Wednesday, February 11, 2009

Zrozumieć kobiety

Szalg mnie od rana trafi z tymi durnymi babami. Zachowują się tak, że za cholerę nie idzie ich zrozumieć, czepiają się nie wiadomo czego i pojąć ich się nie da. Jestem kurwa w stanie liczyć całki,liczby zespolone czy jako totalne extremum prowadzić obliczenia w geometrii Gosha (to taka sympatyczna geometria nieeuklidesowa w której dwie proste równoległe potrafią się przecinać wielokrotnie a przestrzeń na dobrą sprawę przypomina walec - do dzisiaj najmilej wspominam ją ze studiów, bo jest tak skomplikowana obliczeniowo, że praktycznie nie opłaca się jej używać). I co ? I da się to pojąć i zrozumieć i nawet się w tym poruszać. A Baby co ? A nic ! A pojąć się tego nie da i .... po prostu się odechciewa. No dobra ... etap totalnego wkurwienia się mam za sobą, ale skoro ja nie mogę pojąć, to może innym się udało. Otwieram google, wpisuję: jak zrozumieć kobiety i ... eureka http://www.kobietologia.pl - jak zrozumieć kobietę Brzmi super. Wchodzę. Wita mnie napis to serwis dla każdego prawdziwego faceta... pomoże Ci on zrozumieć kobietę, poradzi jak z nią postepować, no dzięki Ci Panie za twe hojne dary ... nareszcie coś zrozumiem ... patrze a tam dwie pozycje .. 1. jak zmienić kobietę ? 2. jak postępować z kobietami? oooo super ... zacznijmy od drugiego punktu ... klikam i jak przeczytałem to ech .... zresztą sami zobaczcie. Pierwsze też nie lepsze . Ktoś kiedyś (konkretnie był to Witold Zechenter, ale to tu nieistotne) napisał, że Aby byc szczesliwym z mezczyzna, trzeba go bardzo dobrze zrozumiec i troche kochac. Aby byc szczesliwym z kobieta, trzeba ja bardzo kochac i w ogole nie probowac zrozumiec. Moim zdaniem tak się nie da, trzeba jakoś odrobinę choć rozumieć. Z drugiej jednak strony mieszkałem kiedyś przy ulicy Elizy Orzeszkowej, która powiedziała, że Nikt nie rozumie kobiet... one same siebie też nie Czyli jak ? Jak one same też nie, to kto ? Pan Bóg ? Gdzieś przeczytałem taką wypowiedż, że zrozumieć to można logikę a kobiety są chodzącym kłębkiem emocji i najczęściej sprzecznych. No dobra ! Niech se będą tym kłębkiem emocji ale to dalej nie daje im prawa do zmiennych zachowań i nielogiczności.
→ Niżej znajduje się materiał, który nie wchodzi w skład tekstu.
//! kitrelay - replay tool for the kit fan-out engine
//!
//! Loads a kit configuration snapshot, builds a recording kit for every
//! configured id, replays a JSON-lines event file through the engine and
//! prints what each kit was sent.

use std::collections::BTreeSet;
use std::path::{Path, PathBuf};
use std::sync::Arc;

use anyhow::{Context, Result};
use clap::{Parser, Subcommand, ValueEnum};
use kitrelay_core::host::StaticHost;
use kitrelay_core::kits::RecordingKit;
use kitrelay_core::reporting::{MemorySink, ReportingMessage};
use kitrelay_core::{
    CommerceEvent, Config, Event, IdentityType, KitConfiguration, KitFactory, KitManager,
};
use serde::Deserialize;

#[derive(Parser)]
#[command(name = "kitrelay")]
#[command(about = "Replay events through the kit fan-out engine")]
#[command(version)]
struct Args {
    /// Application config file (defaults to the XDG config path)
    #[arg(long, global = true)]
    config: Option<PathBuf>,

    #[command(subcommand)]
    command: Command,
}

#[derive(Subcommand)]
enum Command {
    /// Replay a JSON-lines event file against a kit configuration snapshot
    Replay {
        /// JSON array of kit configuration blocks
        #[arg(short, long)]
        kits: PathBuf,

        /// JSON-lines file of events to replay
        #[arg(short, long)]
        events: PathBuf,

        /// Output format
        #[arg(short, long, value_enum, default_value_t = Format::Json)]
        format: Format,
    },
    /// Validate a kit configuration snapshot
    CheckConfig {
        /// JSON array of kit configuration blocks
        #[arg(short, long)]
        kits: PathBuf,
    },
}

#[derive(Clone, Copy, PartialEq, Eq, ValueEnum)]
enum Format {
    Json,
    Text,
}

/// One line of a replay file.
#[derive(Deserialize)]
#[serde(tag = "kind", rename_all = "snake_case")]
enum ReplayLine {
    Event(Event),
    Screen(Event),
    Commerce(CommerceEvent),
    Breadcrumb {
        message: String,
    },
    UserAttribute {
        key: String,
        value: String,
    },
    UserAttributeList {
        key: String,
        values: Vec<String>,
    },
    Identity {
        identity_type: IdentityType,
        value: String,
    },
    OptOut {
        opted_out: bool,
    },
    /// Apply a new kit configuration snapshot mid-stream
    Configure {
        kits: Vec<serde_json::Value>,
    },
}

#[tokio::main]
async fn main() -> Result<()> {
    let args = Args::parse();

    let config = match &args.config {
        Some(path) => Config::load_from(path).context("failed to load configuration")?,
        None => Config::load().context("failed to load configuration")?,
    };

    let _log_guard =
        kitrelay_core::logging::init(&config.logging).context("failed to initialize logging")?;

    match args.command {
        Command::Replay {
            kits,
            events,
            format,
        } => replay(&config, &kits, &events, format).await,
        Command::CheckConfig { kits } => check_config(&kits),
    }
}

fn read_snapshot(path: &Path) -> Result<Vec<serde_json::Value>> {
    let content = std::fs::read_to_string(path)
        .with_context(|| format!("failed to read kit snapshot {}", path.display()))?;
    serde_json::from_str(&content)
        .with_context(|| format!("kit snapshot {} is not a JSON array", path.display()))
}

fn read_lines(path: &Path) -> Result<Vec<ReplayLine>> {
    let content = std::fs::read_to_string(path)
        .with_context(|| format!("failed to read event file {}", path.display()))?;
    content
        .lines()
        .enumerate()
        .filter(|(_, line)| !line.trim().is_empty())
        .map(|(index, line)| {
            serde_json::from_str(line)
                .with_context(|| format!("invalid event on line {}", index + 1))
        })
        .collect()
}

async fn replay(config: &Config, kits: &Path, events: &Path, format: Format) -> Result<()> {
    let snapshot = read_snapshot(kits)?;
    let lines = read_lines(events)?;

    // Every id that appears in any snapshot gets a recording kit.
    let mut seen = BTreeSet::new();
    let mut blocks = Vec::new();
    let later_blocks = lines.iter().flat_map(|line| match line {
        ReplayLine::Configure { kits } => kits.as_slice(),
        _ => &[][..],
    });
    for block in snapshot.iter().chain(later_blocks) {
        if let Some(id) = KitConfiguration::extract_id(block) {
            if seen.insert(id) {
                blocks.push(block.clone());
            }
        }
    }
    let mut factory = KitFactory::new();
    RecordingKit::register_snapshot(&mut factory, &blocks);

    let host = Arc::new(StaticHost::from_config(&config.host));
    let sink = Arc::new(MemorySink::new());
    let manager = Arc::new(KitManager::new(
        factory,
        host.clone(),
        sink.clone(),
        &config.engine,
    ));
    let (coordinator, task) = kitrelay_core::coordinator::spawn(Arc::clone(&manager));

    let report = coordinator.update_kits_and_wait(snapshot).await?;
    tracing::info!(?report, "Initial kit configuration applied");
    if format == Format::Text {
        println!(
            "Kits: {} created, {} active, {} failed",
            report.created.len(),
            report.activated.len(),
            report.failed.len()
        );
    }

    let mut total = 0;
    for line in lines {
        match line {
            ReplayLine::Event(event) => {
                manager.log_event(&event);
            }
            ReplayLine::Screen(screen) => {
                manager.log_screen(&screen.name, &screen.attributes);
            }
            ReplayLine::Commerce(event) => {
                manager.log_commerce_event(&event);
            }
            ReplayLine::Breadcrumb { message } => {
                manager.leave_breadcrumb(&message);
            }
            ReplayLine::UserAttribute { key, value } => manager.set_user_attribute(&key, &value),
            ReplayLine::UserAttributeList { key, values } => {
                manager.set_user_attribute_list(&key, &values)
            }
            ReplayLine::Identity {
                identity_type,
                value,
            } => manager.set_user_identity(identity_type, &value),
            ReplayLine::OptOut { opted_out } => {
                manager.set_opt_out(opted_out);
                host.set_opted_out(opted_out);
            }
            ReplayLine::Configure { kits } => {
                let report = coordinator.update_kits_and_wait(kits).await?;
                tracing::info!(?report, "Kit configuration replaced");
            }
        }

        for message in sink.take() {
            print_message(&message, format)?;
            total += 1;
        }
    }

    coordinator.shutdown().await?;
    task.await.context("coordinator task failed")?;

    if format == Format::Text {
        println!("Replay complete: {} reporting message(s)", total);
    }
    Ok(())
}

fn print_message(message: &ReportingMessage, format: Format) -> Result<()> {
    match format {
        Format::Json => println!("{}", serde_json::to_string(message)?),
        Format::Text => {
            let name = message.event_name.as_deref().unwrap_or("-");
            print!(
                "kit {:>4}  {:<18} {}",
                message.destination_id,
                message.message_type.as_str(),
                name
            );
            if !message.projection_reports.is_empty() {
                let derived: Vec<String> = message
                    .projection_reports
                    .iter()
                    .map(|r| format!("#{} {}", r.projection_id, r.derived_event_name))
                    .collect();
                print!("  -> {}", derived.join(", "));
            }
            println!();
        }
    }
    Ok(())
}

fn check_config(kits: &Path) -> Result<()> {
    let snapshot = read_snapshot(kits)?;
    let mut invalid = 0;

    for (index, block) in snapshot.iter().enumerate() {
        match KitConfiguration::from_json(block) {
            Ok(configuration) => println!(
                "kit {}: ok ({}, {} projection rule(s))",
                configuration.id,
                if configuration.enabled {
                    "enabled"
                } else {
                    "disabled"
                },
                configuration.projection_rules.len()
            ),
            Err(e) => {
                invalid += 1;
                println!("block {}: {}", index, e);
            }
        }
    }

    if invalid > 0 {
        anyhow::bail!("{} of {} kit configuration block(s) invalid", invalid, snapshot.len());
    }
    println!("All {} kit configuration block(s) valid", snapshot.len());
    Ok(())
}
Przykładowo kobiety nie umieją gadać spokojnie. Jeśli kobieta zaczyna się na mnie wydzierać a ja powstrzymując emocje odchodzę na bok żeby nie odwalić takiej samej chamówy i nie wybuchnąć i nie opierdolić , to sorry ale argument, że jestem egoistą bo nie słucham jest czymś tak absurdalnym, że wręcz niepojętym. Nie mam cierpliwości wysłuchiwać opierdolu i już ! Chcesz babo gadać, gadaj SPOKOJNIE. Jak masz ochote kogoś opierdolić kup sobie psa, bedzie przylatywał na każde skinienie i można go opierdalać do woli.
Przykładowo kobiety nie lubią kwiatów w doniczkach. Normalnie człowiek kupiłby fajny kwiatek doniczkowy i dał kobiecie, ale NIE, bo kwiaty mają być cięte. To chuj, że uschną w dwa tygodnie albo krócej, choć moglyby stać nie wiadomo ile (o ile tylko byłyby podlewane) i mogłyby bardzo długo dawać radość. Jednym słowem kwiatek który nie może uschnąć [chyba] nie sprawia kobiecie przyjemności (!!!)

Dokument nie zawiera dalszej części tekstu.